Так мы отправились в банду. Много позже уже мы поняли, что не случайным было это знакомство, и ночной разговор с раз­ведчиком «под водочку» тоже не был случайным. Попытка «за­бросить» в банду советских журналистов (воспринимающих все это как приключение, как «подвиг Шарапова») также была своего рода частью новой пропагандисткой кампании. Кому-то очень нужно было, чтобы такой материал состоялся. Такая вот свеобраз­ная ловля на живца.

В фильме остался этот кусок — недлинный разговор с мрач­ными, спокойными бородачами, невозмутимо признающимися в том, что убивали раньше много наших солдат, «но теперь уже не хотят». За головы советских людей они получали деньги. Толь­ко во время этого интервью, заглянув в глаза их главарю, я понял, что вообще-то мы, похоже, приехали в один конец. Я понял это, и в каком-то приступе отчаяния спросил: «А сколько бы вы полу­чили денег, если бы мы прехали к вам еще вчера?». Он на секунду задумался, что-то начал считать на пальцах. «За головы простых крестьян, которые поддерживали народную власть, нам ничего не платили. Да и ваши солдаты нам нужны были живыми —они становились работниками на наших плантациях. А вот за головы русских офицеров и журналистов нам бы дали десять лаков,— он продолжал считать, — то есть один миллион афгани, примерно девяносто восемь тысяч долларов». Спина моя мгновенно стала мокрой. В Афганистане за эти деньги тогда можно было если не купить целую провинцию, то точно стать ее хозяином.28 страница

Наступила зловещая пауза. В его глазах плескалось ленивое размышление: он взвешивал, что выгоднее — убить нас или оста­вить в живых. Что выйдет дороже: наши головы или мак?.. В конце концов, видимо, он решил, что, ежели журналистов прикончить, это, скорее всего, полностью перекроет им бизнес, их сюда больше не пустят, а значит — прощай, маковые поля. И выбрал наркоти­ки. А мы остались в живых.

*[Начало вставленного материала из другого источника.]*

//! Notification sinks for end-of-run summaries

use std::time::Duration;

use anyhow::{Context, Result};
use async_trait::async_trait;
use reqwest::Client;
use tracing::{error, info};

use crate::domain::run::RunSummaryNotification;
use crate::domain::services::NotificationSink;

/// Writes the summary to the log
pub struct TracingNotificationSink;

#[async_trait]
impl NotificationSink for TracingNotificationSink {
    async fn send(&self, summary: &RunSummaryNotification) -> Result<()> {
        let phases = summary
            .phases
            .iter()
            .map(|p| {
                format!(
                    "{}: {} ok / {} failed / {} skipped / {} reused of {}",
                    p.phase, p.succeeded, p.failed, p.skipped, p.reused, p.total_items
                )
            })
            .collect::<Vec<_>>()
            .join("; ");

        error!(
            run_id = %summary.run_id,
            status = %summary.status,
            requested_by = %summary.requested_by,
            duration_secs = ?summary.duration_secs,
            error_count = summary.errors.len(),
            fatal = ?summary.fatal_error,
            phases = %phases,
            "Run finished with failures"
        );
        for message in &summary.errors {
            error!(run_id = %summary.run_id, "{message}");
        }
        Ok(())
    }
}

/// POSTs the summary as JSON
pub struct WebhookNotificationSink {
    client: Client,
    url: String,
}

impl WebhookNotificationSink {
    pub fn new(url: impl Into<String>, timeout_secs: u64) -> Result<Self> {
        let client = Client::builder()
            .timeout(Duration::from_secs(timeout_secs))
            .build()
            .context("Failed to create webhook client")?;
        Ok(Self {
            client,
            url: url.into(),
        })
    }
}

#[async_trait]
impl NotificationSink for WebhookNotificationSink {
    async fn send(&self, summary: &RunSummaryNotification) -> Result<()> {
        let response = self
            .client
            .post(&self.url)
            .json(summary)
            .send()
            .await
            .with_context(|| format!("Failed to post run summary to {}", self.url))?;

        let status = response.status();
        if !status.is_success() {
            anyhow::bail!("Webhook rejected run summary with status {status}");
        }
        info!(run_id = %summary.run_id, "Run summary delivered");
        Ok(())
    }
}
//! Logging system configuration and initialization
//!
//! Console output plus an optional daily-rolling file, either human readable
//! or JSON. `RUST_LOG` wins over the configured level when set.
//!
//! ```bash
//! # Show SQL statements too
//! RUST_LOG="debug,sqlx::query=debug" adr-orchestrator run
//! ```

use std::path::Path;
use std::sync::Mutex;

use anyhow::{Context, Result, anyhow};
use lazy_static::lazy_static;
use tracing_appender::{non_blocking, rolling};
use tracing_subscriber::{
    EnvFilter, Layer, Registry, fmt, fmt::time::ChronoUtc, layer::SubscriberExt,
    util::SubscriberInitExt,
};

pub use crate::infrastructure::config::LoggingConfig;

const LOG_FILE_PREFIX: &str = "adr-orchestrator.log";

lazy_static! {
    static ref LOG_GUARDS: Mutex<Vec<tracing_appender::non_blocking::WorkerGuard>> =
        Mutex::new(Vec::new());
}

type BoxedLayer = Box<dyn Layer<Registry> + Send + Sync>;

/// Dependency targets quieted unless tracing at `trace`
const NOISY_TARGETS: &[&str] = &[
    "sqlx::query=warn",
    "sqlx::sqlite=warn",
    "reqwest=info",
    "hyper=warn",
    "hyper_util=warn",
    "h2=warn",
    "tokio=info",
];

/// Filter from `RUST_LOG`, else the configured level with dependency
/// noise suppressed.
pub fn build_env_filter(config: &LoggingConfig) -> Result<EnvFilter> {
    if let Ok(filter) = EnvFilter::try_from_default_env() {
        return Ok(filter);
    }

    let mut filter = EnvFilter::try_new(&config.level)
        .with_context(|| format!("Invalid log level: {}", config.level))?;

    if !config.level.to_lowercase().contains("trace") {
        for directive in NOISY_TARGETS {
            filter = filter.add_directive(directive.parse()?);
        }
    }
    filter = filter.add_directive(format!("adr_orchestrator={}", config.level).parse()?);

    for directive in &config.module_filters {
        filter = filter.add_directive(
            directive
                .parse()
                .with_context(|| format!("Invalid log directive: {directive}"))?,
        );
    }
    Ok(filter)
}

fn console_layer(json: bool) -> BoxedLayer {
    if json {
        fmt::layer()
            .json()
            .with_writer(std::io::stdout)
            .with_timer(ChronoUtc::rfc_3339())
            .with_target(true)
            .boxed()
    } else {
        fmt::layer()
            .with_writer(std::io::stdout)
            .with_timer(ChronoUtc::rfc_3339())
            .with_target(false)
            .boxed()
    }
}

fn file_layer(log_dir: &Path, json: bool) -> Result<BoxedLayer> {
    std::fs::create_dir_all(log_dir)
        .with_context(|| format!("Failed to create log directory {}", log_dir.display()))?;

    let appender = rolling::daily(log_dir, LOG_FILE_PREFIX);
    let (writer, guard) = non_blocking(appender);
    LOG_GUARDS
        .lock()
        .map_err(|_| anyhow!("log guard registry poisoned"))?
        .push(guard);

    let layer = if json {
        fmt::layer()
            .json()
            .with_writer(writer)
            .with_timer(ChronoUtc::rfc_3339())
            .with_target(true)
            .with_thread_ids(true)
            .with_file(true)
            .with_line_number(true)
            .with_ansi(false)
            .boxed()
    } else {
        fmt::layer()
            .with_writer(writer)
            .with_timer(ChronoUtc::rfc_3339())
            .with_target(true)
            .with_ansi(false)
            .boxed()
    };
    Ok(layer)
}

/// Installs the global subscriber. Fails if one is already set.
pub fn init_logging_with_config(config: &LoggingConfig, log_dir: &Path) -> Result<()> {
    let filter = build_env_filter(config)?;

    let mut layers: Vec<BoxedLayer> = Vec::new();
    if config.console_output {
        layers.push(console_layer(config.json_format));
    }
    if config.file_output {
        layers.push(file_layer(log_dir, config.json_format)?);
    }

    tracing_subscriber::registry()
        .with(layers)
        .with(filter)
        .try_init()
        .map_err(|e| anyhow!("Failed to initialize logging: {e}"))?;

    tracing::info!(
        level = %config.level,
        file_output = config.file_output,
        log_dir = %log_dir.display(),
        "Logging initialized"
    );
    Ok(())
}

/// Test subscriber routed through the test harness writer. Safe to call
/// repeatedly.
pub fn init_for_tests() {
    let _ = tracing_subscriber::fmt()
        .with_env_filter(EnvFilter::try_from_default_env().unwrap_or_else(|_| EnvFilter::new("warn")))
        .with_test_writer()
        .try_init();
}

#[cfg(test)]
mod tests {
    use super::*;

    #[test]
    fn default_filter_builds() {
        let config = LoggingConfig::default();
        assert!(build_env_filter(&config).is_ok());
    }

    #[test]
    fn bad_module_filter_is_rejected() {
        if std::env::var_os("RUST_LOG").is_some() {
            return;
        }
        let config = LoggingConfig {
            module_filters: vec!["adr_orchestrator=shouting".to_string()],
            ..LoggingConfig::default()
        };
        assert!(build_env_filter(&config).is_err());
    }

    #[test]
    fn test_init_is_idempotent() {
        init_for_tests();
        init_for_tests();
    }
}
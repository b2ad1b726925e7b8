//! Account rule scheduler
//!
//! Decides which accounts are due and moves each rule to its next billing
//! date once a cycle is done. Date math comes from the billing calculator;
//! this module only picks the anchor and persists the result.

use std::sync::Arc;

use anyhow::{Context, Result};
use chrono::{DateTime, Datelike, NaiveDate, Utc};
use tracing::{debug, info};

use crate::domain::billing_period::{
    BillingError, PeriodType, anti_creep_anchor, billing_window, correct_drift, detect_drift,
    next_date_on_or_after,
};
use crate::domain::entities::{
    Account, AccountRule, AccountScheduleUpdate, Job, JobType, NewAccountRule, RuleAdvance, RuleId,
    ScheduledAccount,
};
use crate::domain::repositories::RuleRepository;

#[derive(Debug, Clone, Copy, PartialEq, Eq)]
pub enum AdvanceOutcome {
    Advanced(RuleAdvance),
    /// The rule is under manual control and was left alone
    Overridden,
}

/// Computes the next schedule position from `anchor`.
///
/// Bi-weekly cadences are checked against the account's observed median
/// gap; when the projection is off by more than `drift_threshold_days` the
/// date is re-derived from `last_invoice_date`.
pub fn plan_advance(
    rule: &AccountRule,
    period: PeriodType,
    anchor: NaiveDate,
    last_invoice_date: Option<NaiveDate>,
    median_gap_days: Option<i64>,
    today: NaiveDate,
    drift_threshold_days: i64,
) -> Result<RuleAdvance, BillingError> {
    let mut next_run_date = next_date_on_or_after(period, anchor, today, rule.anchor_day_of_month)?;

    if period == PeriodType::BiWeekly {
        if let (Some(last_invoice), Some(median)) = (last_invoice_date, median_gap_days) {
            if median > 0 && detect_drift(next_run_date, last_invoice, median, drift_threshold_days)? {
                let corrected = correct_drift(last_invoice, median, today)?;
                debug!(
                    rule_id = rule.id,
                    projected = %next_run_date,
                    corrected = %corrected,
                    "Bi-weekly drift corrected"
                );
                next_run_date = corrected;
            }
        }
    }

    let (before, after) = rule.window_days(period);
    let (next_range_start, next_range_end) = billing_window(next_run_date, before, after)?;

    Ok(RuleAdvance {
        anchor_date: anchor,
        next_run_date,
        next_range_start,
        next_range_end,
    })
}

pub struct RuleScheduler {
    rules: Arc<dyn RuleRepository>,
    job_type: JobType,
    drift_threshold_days: i64,
}

impl RuleScheduler {
    pub fn new(rules: Arc<dyn RuleRepository>, job_type: JobType, drift_threshold_days: i64) -> Self {
        Self {
            rules,
            job_type,
            drift_threshold_days,
        }
    }

    pub const fn job_type(&self) -> JobType {
        self.job_type
    }

    pub async fn find_rule(&self, id: RuleId) -> Result<Option<AccountRule>> {
        self.rules.find_by_id(id).await
    }

    pub async fn accounts_without_rule(&self) -> Result<Vec<Account>> {
        self.rules.accounts_without_enabled_rule(self.job_type).await
    }

    pub async fn accounts_due(&self, today: NaiveDate) -> Result<Vec<ScheduledAccount>> {
        self.rules.find_due(today, self.job_type).await
    }

    pub async fn accounts_needing_credential_check(
        &self,
        today: NaiveDate,
        lead_days: i64,
    ) -> Result<Vec<ScheduledAccount>> {
        self.rules.find_upcoming(today, lead_days, self.job_type).await
    }

    /// Due rules first, then the ones coming up inside the lead window.
    pub async fn rules_within_horizon(
        &self,
        today: NaiveDate,
        lead_days: i64,
    ) -> Result<Vec<ScheduledAccount>> {
        let mut scheduled = self.accounts_due(today).await?;
        scheduled.extend(self.accounts_needing_credential_check(today, lead_days).await?);
        Ok(scheduled)
    }

    /// Moves the rule past a cycle that was actually retrieved.
    ///
    /// The anchor is the earlier of the expected and actual run dates, and
    /// the account's `last_invoice_date` moves to the actual date.
    pub async fn advance_rule(
        &self,
        rule: &AccountRule,
        account: &Account,
        completed_job: &Job,
        today: NaiveDate,
        now: DateTime<Utc>,
    ) -> Result<AdvanceOutcome> {
        if rule.is_manually_overridden {
            info!(rule_id = rule.id, "Rule is overridden, not advancing");
            return Ok(AdvanceOutcome::Overridden);
        }

        let actual = completed_job.actual_run_date().unwrap_or(rule.next_run_date);
        let anchor = anti_creep_anchor(rule.next_run_date, actual);
        let last_invoice = Some(account.last_invoice_date.map_or(actual, |d| d.max(actual)));

        let advance = plan_advance(
            rule,
            account.period_type,
            anchor,
            last_invoice,
            account.median_gap_days,
            today,
            self.drift_threshold_days,
        )
        .with_context(|| format!("Failed to advance rule {}", rule.id))?;

        self.persist(rule, &advance, Some(actual), now).await?;
        info!(
            rule_id = rule.id,
            account_id = account.id,
            anchor = %advance.anchor_date,
            next_run_date = %advance.next_run_date,
            "Rule advanced after retrieval"
        );
        Ok(AdvanceOutcome::Advanced(advance))
    }

    /// Moves the rule past a cycle that produced nothing (stale or
    /// permanently failed), anchoring on the expected date.
    pub async fn advance_without_run(
        &self,
        rule: &AccountRule,
        account: &Account,
        today: NaiveDate,
        now: DateTime<Utc>,
    ) -> Result<AdvanceOutcome> {
        if rule.is_manually_overridden {
            info!(rule_id = rule.id, "Rule is overridden, not advancing");
            return Ok(AdvanceOutcome::Overridden);
        }

        let advance = plan_advance(
            rule,
            account.period_type,
            rule.next_run_date,
            account.last_invoice_date,
            account.median_gap_days,
            today,
            self.drift_threshold_days,
        )
        .with_context(|| format!("Failed to advance rule {}", rule.id))?;

        self.persist(rule, &advance, None, now).await?;
        info!(
            rule_id = rule.id,
            account_id = account.id,
            next_run_date = %advance.next_run_date,
            "Rule advanced without retrieval"
        );
        Ok(AdvanceOutcome::Advanced(advance))
    }

    async fn persist(
        &self,
        rule: &AccountRule,
        advance: &RuleAdvance,
        last_invoice_date: Option<NaiveDate>,
        now: DateTime<Utc>,
    ) -> Result<()> {
        let schedule = AccountScheduleUpdate {
            next_due_date: advance.next_run_date,
            window_start: advance.next_range_start,
            window_end: advance.next_range_end,
            last_invoice_date,
        };
        self.rules.apply_advance(rule.id, advance, &schedule, now).await
    }

    /// Creates the enabled rule for an account that has none.
    ///
    /// The first run date is the account's `next_due_date`, else its last
    /// invoice projected forward, else `today`.
    pub async fn ensure_rule(
        &self,
        account: &Account,
        today: NaiveDate,
        now: DateTime<Utc>,
    ) -> Result<Option<RuleId>> {
        if self.rules.find_enabled(account.id, self.job_type).await?.is_some() {
            return Ok(None);
        }

        let rule = initial_rule(account, self.job_type, today)
            .with_context(|| format!("Failed to schedule account {}", account.id))?;
        let id = self.rules.create_rule(&rule, now).await?;
        info!(
            account_id = account.id,
            rule_id = id,
            next_run_date = %rule.next_run_date,
            "Backfilled account rule"
        );
        Ok(Some(id))
    }
}

fn initial_rule(account: &Account, job_type: JobType, today: NaiveDate) -> Result<NewAccountRule, BillingError> {
    let period = account.period_type;
    let next_run_date = match (account.next_due_date, account.last_invoice_date) {
        (Some(due), _) => due,
        (None, Some(last)) => next_date_on_or_after(period, last, today, None)?,
        (None, None) => today,
    };
    let anchor_day_of_month = period
        .months()
        .map(|_| account.last_invoice_date.unwrap_or(next_run_date).day());
    let (before, after) = period.default_window_days();
    let (next_range_start, next_range_end) = billing_window(next_run_date, before, after)?;

    Ok(NewAccountRule {
        account_id: account.id,
        job_type,
        priority: 0,
        anchor_date: account.last_invoice_date.or(Some(next_run_date)),
        anchor_day_of_month,
        next_run_date,
        next_range_start,
        next_range_end,
    })
}

#[cfg(test)]
mod tests {
    use super::*;
    use crate::domain::job_state::JobStatus;
    use crate::domain::repositories::AccountRepository;
    use crate::infrastructure::account_repository::{SqliteAccountRepository, SqliteRuleRepository};
    use crate::test_utils::{TestDatabase, date, sync_row};
    use chrono::TimeZone;

    fn rule(next_run_date: NaiveDate) -> AccountRule {
        let now = Utc::now();
        AccountRule {
            id: 1,
            account_id: 1,
            job_type: JobType::Adr,
            is_enabled: true,
            priority: 0,
            anchor_date: None,
            anchor_day_of_month: None,
            next_run_date,
            next_range_start: next_run_date,
            next_range_end: next_run_date,
            window_days_before: None,
            window_days_after: None,
            is_manually_overridden: false,
            overridden_by: None,
            overridden_at: None,
            last_advanced_at: None,
            created_at: now,
            updated_at: now,
        }
    }

    #[test]
    fn late_run_keeps_expected_anchor() {
        // Cycle anchored 2024-12-23, expected 2025-01-23, retrieved 2025-01-27.
        let expected = date(2025, 1, 23);
        let anchor = anti_creep_anchor(expected, date(2025, 1, 27));
        assert_eq!(anchor, expected);

        let advance = plan_advance(
            &rule(expected),
            PeriodType::Monthly,
            anchor,
            None,
            None,
            date(2025, 1, 27),
            3,
        )
        .unwrap();
        assert_eq!(advance.next_run_date, date(2025, 2, 23));
        assert_eq!(advance.next_range_start, date(2025, 2, 18));
        assert_eq!(advance.next_range_end, date(2025, 2, 28));
    }

    #[test]
    fn biweekly_drift_snaps_to_invoice_cadence() {
        // Projection lands on 03-14 but invoices arrive every 15 days from 02-20.
        let advance = plan_advance(
            &rule(date(2025, 2, 28)),
            PeriodType::BiWeekly,
            date(2025, 2, 28),
            Some(date(2025, 2, 20)),
            Some(15),
            date(2025, 3, 1),
            3,
        )
        .unwrap();
        assert_eq!(advance.next_run_date, date(2025, 3, 7));
    }

    #[test]
    fn small_drift_is_tolerated() {
        let advance = plan_advance(
            &rule(date(2025, 2, 28)),
            PeriodType::BiWeekly,
            date(2025, 2, 28),
            Some(date(2025, 2, 27)),
            Some(14),
            date(2025, 3, 1),
            3,
        )
        .unwrap();
        assert_eq!(advance.next_run_date, date(2025, 3, 14));
    }

    #[test]
    fn initial_rule_projects_last_invoice() {
        let mut account = crate::test_utils::account_fixture(1);
        account.period_type = PeriodType::Quarterly;
        account.last_invoice_date = Some(date(2024, 6, 30));
        account.next_due_date = None;

        let rule = initial_rule(&account, JobType::Adr, date(2025, 1, 10)).unwrap();
        assert_eq!(rule.next_run_date, date(2025, 3, 30));
        assert_eq!(rule.anchor_date, Some(date(2024, 6, 30)));
        assert_eq!(rule.anchor_day_of_month, Some(30));
    }

    #[tokio::test]
    async fn ensure_rule_is_idempotent() -> Result<()> {
        let db = TestDatabase::new().await?;
        let accounts = SqliteAccountRepository::new(db.pool().clone());
        let rules = Arc::new(SqliteRuleRepository::new(db.pool().clone()));
        let now = Utc.with_ymd_and_hms(2025, 3, 1, 8, 0, 0).unwrap();
        accounts.sync_accounts(&[sync_row("K1", "ACC-1")], now).await?;
        let account = accounts.find_live().await?.remove(0);

        let scheduler = RuleScheduler::new(rules.clone(), JobType::Adr, 3);
        let created = scheduler.ensure_rule(&account, now.date_naive(), now).await?;
        assert!(created.is_some());
        assert_eq!(scheduler.ensure_rule(&account, now.date_naive(), now).await?, None);
        Ok(())
    }

    #[tokio::test]
    async fn overridden_rule_is_not_advanced() -> Result<()> {
        let db = TestDatabase::new().await?;
        let accounts = SqliteAccountRepository::new(db.pool().clone());
        let rules = Arc::new(SqliteRuleRepository::new(db.pool().clone()));
        let now = Utc.with_ymd_and_hms(2025, 3, 1, 8, 0, 0).unwrap();
        accounts.sync_accounts(&[sync_row("K1", "ACC-1")], now).await?;
        let account = accounts.find_live().await?.remove(0);

        let scheduler = RuleScheduler::new(rules.clone(), JobType::Adr, 3);
        let rule_id = scheduler
            .ensure_rule(&account, now.date_naive(), now)
            .await?
            .expect("rule created");
        rules.set_override(rule_id, Some("ops@example.com"), now).await?;
        let rule = rules.find_by_id(rule_id).await?.expect("rule");

        let outcome = scheduler
            .advance_without_run(&rule, &account, now.date_naive(), now)
            .await?;
        assert_eq!(outcome, AdvanceOutcome::Overridden);
        let unchanged = rules.find_by_id(rule_id).await?.expect("rule");
        assert_eq!(unchanged.next_run_date, rule.next_run_date);
        Ok(())
    }

    #[tokio::test]
    async fn completed_cycle_moves_account_schedule() -> Result<()> {
        let db = TestDatabase::new().await?;
        let accounts = SqliteAccountRepository::new(db.pool().clone());
        let rules = Arc::new(SqliteRuleRepository::new(db.pool().clone()));
        let now = Utc.with_ymd_and_hms(2025, 1, 27, 9, 0, 0).unwrap();

        let mut row = sync_row("K1", "ACC-1");
        row.next_due_date = Some(date(2025, 1, 23));
        row.last_invoice_date = Some(date(2024, 12, 23));
        accounts.sync_accounts(&[row], now).await?;
        let account = accounts.find_live().await?.remove(0);

        let scheduler = RuleScheduler::new(rules.clone(), JobType::Adr, 3);
        let rule_id = scheduler
            .ensure_rule(&account, now.date_naive(), now)
            .await?
            .expect("rule created");
        let rule = rules.find_by_id(rule_id).await?.expect("rule");
        assert_eq!(rule.next_run_date, date(2025, 1, 23));

        let mut job = crate::test_utils::job_fixture(1, account.id, date(2025, 1, 23));
        job.status = JobStatus::Completed;
        job.scrape_requested_at = Some(now);

        let outcome = scheduler
            .advance_rule(&rule, &account, &job, now.date_naive(), now)
            .await?;
        let AdvanceOutcome::Advanced(advance) = outcome else {
            panic!("expected advance");
        };
        assert_eq!(advance.anchor_date, date(2025, 1, 23));
        assert_eq!(advance.next_run_date, date(2025, 2, 23));

        let refreshed = accounts.find_by_id(account.id).await?.expect("account");
        assert_eq!(refreshed.next_due_date, Some(date(2025, 2, 23)));
        assert_eq!(refreshed.last_invoice_date, Some(date(2025, 1, 27)));
        Ok(())
    }
}
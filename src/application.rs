//! Application layer
//!
//! Use cases over the domain: rule scheduling, the idempotency ledger, phase
//! execution, the run coordinator and end-of-run reporting.

pub mod coordinator;
pub mod idempotency;
pub mod phases;
pub mod reporter;
pub mod rule_scheduler;
pub mod state;

pub use coordinator::{CoordinatorError, RunCoordinator, StartRunRequest, StartedRun};
pub use state::AppState;
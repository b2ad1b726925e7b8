//! ADR orchestrator
//!
//! Schedules and drives automated invoice retrieval for vendor accounts:
//! billing-period projection, a persistent job state machine, an
//! idempotency ledger in front of the scraping provider, and a
//! single-active-run coordinator with a summary reporter.

pub mod application;
pub mod commands;
pub mod domain;
pub mod infrastructure;

#[cfg(any(test, feature = "test-utils"))]
pub mod test_utils;

pub use application::AppState;
pub use infrastructure::config::{AppConfig, ConfigManager};
//! Repository interfaces
//!
//! Storage contracts for accounts, rules, jobs, the execution ledger and
//! orchestration runs. Status changes are compare-and-set so concurrent
//! workers never clobber each other.

use anyhow::Result;
use async_trait::async_trait;
use chrono::{DateTime, NaiveDate, Utc};
use uuid::Uuid;

use crate::domain::entities::{
    Account, AccountId, AccountRule, AccountScheduleUpdate, AccountSyncRow, CreateJobOutcome,
    ExecutionId, ExecutionType, Job, JobCandidate, JobExecution, JobId, JobType, JobUpdate,
    NewAccountRule, NewJob, NewJobExecution, RuleAdvance, RuleId, ScheduledAccount, SyncOutcome,
};
use crate::domain::job_state::{EligibilityPolicy, JobStatus};
use crate::domain::run::{OrchestrationRun, PhaseFlags, PhaseResult, RunProgress, RunStatus};

#[async_trait]
pub trait AccountRepository: Send + Sync {
    /// Upserts the feed by `source_key`; absent accounts are soft-deleted and
    /// returning ones restored. Applying the same rows twice changes nothing.
    async fn sync_accounts(&self, rows: &[AccountSyncRow], now: DateTime<Utc>) -> Result<SyncOutcome>;
    async fn find_by_id(&self, id: AccountId) -> Result<Option<Account>>;
    async fn find_live(&self) -> Result<Vec<Account>>;
    /// Sets or clears the account override flag.
    async fn set_override(&self, id: AccountId, overridden_by: Option<&str>, now: DateTime<Utc>) -> Result<bool>;
}

#[async_trait]
pub trait RuleRepository: Send + Sync {
    async fn create_rule(&self, rule: &NewAccountRule, now: DateTime<Utc>) -> Result<RuleId>;
    async fn find_by_id(&self, id: RuleId) -> Result<Option<AccountRule>>;
    async fn find_enabled(&self, account_id: AccountId, job_type: JobType) -> Result<Option<AccountRule>>;
    async fn accounts_without_enabled_rule(&self, job_type: JobType) -> Result<Vec<Account>>;
    /// Enabled rules on live accounts with `next_run_date <= today`.
    async fn find_due(&self, today: NaiveDate, job_type: JobType) -> Result<Vec<ScheduledAccount>>;
    /// Enabled rules on live accounts with `today < next_run_date <= today + lead_days`.
    async fn find_upcoming(&self, today: NaiveDate, lead_days: i64, job_type: JobType) -> Result<Vec<ScheduledAccount>>;
    /// Moves the rule and the account schedule together.
    async fn apply_advance(
        &self,
        rule_id: RuleId,
        advance: &RuleAdvance,
        account: &AccountScheduleUpdate,
        now: DateTime<Utc>,
    ) -> Result<()>;
    async fn set_override(&self, id: RuleId, overridden_by: Option<&str>, now: DateTime<Utc>) -> Result<bool>;
}

#[async_trait]
pub trait JobRepository: Send + Sync {
    /// Inserts unless a live job already covers (account, start, end).
    async fn create_job(&self, job: &NewJob, now: DateTime<Utc>) -> Result<CreateJobOutcome>;
    async fn find_by_id(&self, id: JobId) -> Result<Option<Job>>;
    async fn find_candidate(&self, id: JobId) -> Result<Option<JobCandidate>>;
    async fn find_for_account(&self, account_id: AccountId) -> Result<Vec<Job>>;
    async fn credential_check_candidates(
        &self,
        today: NaiveDate,
        now: DateTime<Utc>,
        policy: &EligibilityPolicy,
    ) -> Result<Vec<JobCandidate>>;
    async fn scrape_candidates(
        &self,
        today: NaiveDate,
        now: DateTime<Utc>,
        policy: &EligibilityPolicy,
    ) -> Result<Vec<JobCandidate>>;
    async fn status_check_candidates(&self) -> Result<Vec<JobCandidate>>;
    async fn stale_candidates(&self, today: NaiveDate, stale_grace_days: i64) -> Result<Vec<JobCandidate>>;
    /// Compare-and-set status change. Returns false when the job was no
    /// longer in `from`.
    async fn transition(
        &self,
        id: JobId,
        from: JobStatus,
        to: JobStatus,
        update: &JobUpdate,
        now: DateTime<Utc>,
    ) -> Result<bool>;
    async fn count_by_status(&self) -> Result<Vec<(JobStatus, u64)>>;
}

#[async_trait]
pub trait ExecutionRepository: Send + Sync {
    async fn append(&self, execution: &NewJobExecution) -> Result<ExecutionId>;
    async fn latest(&self, job_id: JobId, execution_type: ExecutionType) -> Result<Option<JobExecution>>;
    async fn list_for_job(&self, job_id: JobId) -> Result<Vec<JobExecution>>;
}

/// Result of trying to take the single active-run slot
#[derive(Debug, Clone, Copy, PartialEq, Eq)]
pub enum RunClaim {
    Claimed,
    Conflict { active_run_id: Uuid },
}

#[derive(Debug, Clone)]
pub struct NewRun {
    pub id: Uuid,
    pub requested_by: String,
    pub phase_flags: PhaseFlags,
    pub queued_at: DateTime<Utc>,
}

#[async_trait]
pub trait RunRepository: Send + Sync {
    /// Inserts the run as Queued and claims the active slot in one
    /// transaction. Nothing is written on conflict.
    async fn try_claim(&self, run: &NewRun) -> Result<RunClaim>;
    /// Moves a Queued run to Running. False if it is no longer Queued.
    async fn mark_running(&self, id: Uuid, now: DateTime<Utc>) -> Result<bool>;
    /// Writes progress and bumps the heartbeat. False once the run is no
    /// longer active or no longer holds the slot.
    async fn update_progress(&self, id: Uuid, progress: &RunProgress, now: DateTime<Utc>) -> Result<bool>;
    async fn save_phase_results(&self, id: Uuid, results: &[PhaseResult], now: DateTime<Utc>) -> Result<()>;
    async fn request_cancel(&self, id: Uuid) -> Result<bool>;
    async fn is_cancel_requested(&self, id: Uuid) -> Result<bool>;
    /// Writes the final status and releases the active slot together.
    /// False if the run had already been finished or failed elsewhere, in
    /// which case the stored status is left alone.
    async fn finish(
        &self,
        id: Uuid,
        status: RunStatus,
        results: &[PhaseResult],
        error_message: Option<&str>,
        now: DateTime<Utc>,
    ) -> Result<bool>;
    /// Fails active runs whose last sign of life is before `seen_before`
    /// and frees the slot. Returns the ids that were failed.
    async fn fail_abandoned(
        &self,
        seen_before: DateTime<Utc>,
        message: &str,
        now: DateTime<Utc>,
    ) -> Result<Vec<Uuid>>;
    async fn find_by_id(&self, id: Uuid) -> Result<Option<OrchestrationRun>>;
    async fn find_active(&self) -> Result<Option<OrchestrationRun>>;
    async fn find_recent(&self, limit: u32) -> Result<Vec<OrchestrationRun>>;
}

Вернувшись в Кабул после этой съемки, мы с Виктором Но­гиным, кажется, впервые в жизни напились по-настоящему. Мы поняли, что ценой удачного кадра на войне может стать жизнь. А еще мы поняли, что имеем право рисковать собой, но не други­ми. И поэтому все прочие горячие точки, где мне довелось потом работать — Нагорный Карабах, Северную Осетию, Ингушетию, Чечню, Югославию, — я прошел один, сам взяв в руки камеру. Я больше не хотел платить за потенциально яркую съемку потен­циальной возможностью гибели коллег…

В том, что я рассказываю здесь, поверьте, нет ни бравады, ни напускного героизма. Это просто рассказ о глупости и бездар­ности войны. У нее, как у смерти, нет логики, как нет нормальной логики у осколка снаряда, мчащейся пули или бандита, взвешива­ющего на весах выгоду от убийства. Все они — по ту сторону жиз­ни, а потому журналист, пытающийся рассказать о войне и живу­щий на ящике с гранатами («чтобы отбиться, если что»), все равно не в силах эту логику понять и принять.